For the masthead, we ended up going with Thirsty Script, a bold, beautiful typeface by Ryan Martinson of Yellow Design Studio, a small outfit based on Wisconsin. From Sonja:
‘The typographic inspiration came from the idea that we needed something a little more fun and contemporary. There are a lot of stylish and ‘trendy’ script fonts around at the moment but I wanted to use one that would not outdate quickly nor be too varied from the old Readings imagery.’
The font itself, fittingly, takes inspiration from both the old and the new – a mix of vintage signage, Wisdom Script, Deftone Stylus and Lobster. Personally, I love the slightly retro-diner-billboard feel – fun and brash, yet somehow still classic.
Oslo Davis once again pulled out all the stops and whipped up a dark, broody portrait of Nick Cave to celebrate his first Bad Seeds album years (according to our music buyer Dave Clarke, it’s reminiscent of Boatman’s Call). Again, I love how grim yet wry his rendition of Cave is – all black suit, skinny tie and sleepy, hooded eyes.
Then it was on to the internals. This was less about dismantling and building it again from the ground up, and more about working around the content with new fonts, colours and knowing use to white space to let the eyes breathe.
We went with Hagin (thin and gangly and arty) for another heading font as well as a combination of Pill Gothic and Swis721 BT for the subheadings and body text – contemporary, clean and simple.

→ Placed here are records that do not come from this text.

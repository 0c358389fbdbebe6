use std::sync::Arc;

use async_trait::async_trait;
use tracing::{debug, warn};

use crate::store::{TokenKey, TokenStore};

use super::{ApiRequest, ApiResponse, Transport, TransportError};

/// Transport decorator that keeps every request authorized.
///
/// Outgoing: attaches `Authorization: Bearer <access token>` when one is
/// stored. Incoming: a 401 clears the access and refresh tokens before the
/// response reaches the caller, so any later check sees the session as gone.
/// Nothing is retried here.
pub struct RequestAuthorizer {
    inner: Arc<dyn Transport>,
    store: Arc<dyn TokenStore>,
}

impl RequestAuthorizer {
    pub fn new(inner: Arc<dyn Transport>, store: Arc<dyn TokenStore>) -> Self {
        Self { inner, store }
    }

    /// Request hook. Never fails: unreadable storage means an unauthenticated request.
    pub fn authorize(&self, request: &mut ApiRequest) {
        match self.store.get(TokenKey::Access) {
            Ok(Some(token)) if !token.is_empty() => {
                request.set_header("Authorization", format!("Bearer {}", token));
            }
            Ok(_) => {
                debug!(path = %request.path, "No access token, sending unauthenticated");
            }
            Err(e) => {
                warn!(error = %e, path = %request.path, "Token storage unreadable, sending unauthenticated");
            }
        }
    }

    /// Response hook. Success and non-401 failures pass through untouched.
    pub fn inspect(&self, response: &ApiResponse) {
        if !response.is_unauthorized() {
            return;
        }
        warn!("Authorization failure, clearing stored tokens");
        if let Err(e) = self.store.clear(&[TokenKey::Access, TokenKey::Refresh]) {
            warn!(error = %e, "Failed to clear tokens after authorization failure");
        }
    }
}

#[async_trait]
impl Transport for RequestAuthorizer {
    async fn send(&self, mut request: ApiRequest) -> Result<ApiResponse, TransportError> {
        self.authorize(&mut request);
        let response = self.inner.send(request).await?;
        self.inspect(&response);
        Ok(response)
    }
}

From there, it was a case of fine-tuning. Taking in margins here and there, lightening swatches, adjusting bleeds and all those tiny minutiae of thing that only Sonja or I would notice and angst over.
We still have our usual staples of great reviews by staff and local writers, including our Book of the Month, Inheritance by Balli Kaur Jaswal (Sleepers Publishing), and a profile of Lesley Jørgensen, who won the CAL Scribe Fiction Prize back in 2011 with Cat & Fiddle, by Sushi Das.
But there’s some new fodder in there as well. Our head books buyer, Martin Shaw, kicks us of with his Most Anticipated Reads of 2013, Chris Somerville writes on the anxieties of literary taste and why he lies about his reading choices, and Will Heyward of Readings St Kilda explains the austere beauty of the mundane in Karl Ove Knausgaard’s A Death in the Family for our series of retrospective reviews, What I Loved.
Massive thanks to Sonja, and her creative smarts and vision driving this, and to all the Readings crew for their thoughts and words.